[Saved entries]
********
#![doc = include_str!("../README.md")]

pub mod character;
pub mod error;
pub mod types;

#[cfg(feature = "consumer")]
pub mod consumer;
#[cfg(feature = "middleware")]
pub mod middleware;
#[cfg(feature = "oauth")]
pub mod oauth;
#[cfg(feature = "middleware")]
pub mod server;
#[cfg(feature = "token")]
pub mod token;

// Re-exports for convenient access
pub use character::{Character, CharacterForm, FormError, Gender, NewCharacter};
pub use error::Error;
#[cfg(feature = "oauth")]
pub use oauth::{DiscordClient, OAuthConfig, TokenResponse};
#[cfg(feature = "token")]
pub use token::{SessionClaims, SessionSigner};
pub use types::{DiscordId, DiscordUser, Identity};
********
- PROBLEM -
Copy out the entries above again, keeping them exact.

- OUTPUT FOR THIS EXERCISE -
#![doc = include_str!("../README.md")]

pub mod character;
pub mod error;
pub mod types;

#[cfg(feature = "consumer")]
pub mod consumer;
#[cfg(feature = "middleware")]
pub mod middleware;
#[cfg(feature = "oauth")]
pub mod oauth;
#[cfg(feature = "middleware")]
pub mod server;
#[cfg(feature = "token")]
pub mod token;

// Re-exports for convenient access
pub use character::{Character, CharacterForm, FormError, Gender, NewCharacter};
pub use error::Error;
#[cfg(feature = "oauth")]
pub use oauth::{DiscordClient, OAuthConfig, TokenResponse};
#[cfg(feature = "token")]
pub use token::{SessionClaims, SessionSigner};
pub use types::{DiscordId, DiscordUser, Identity};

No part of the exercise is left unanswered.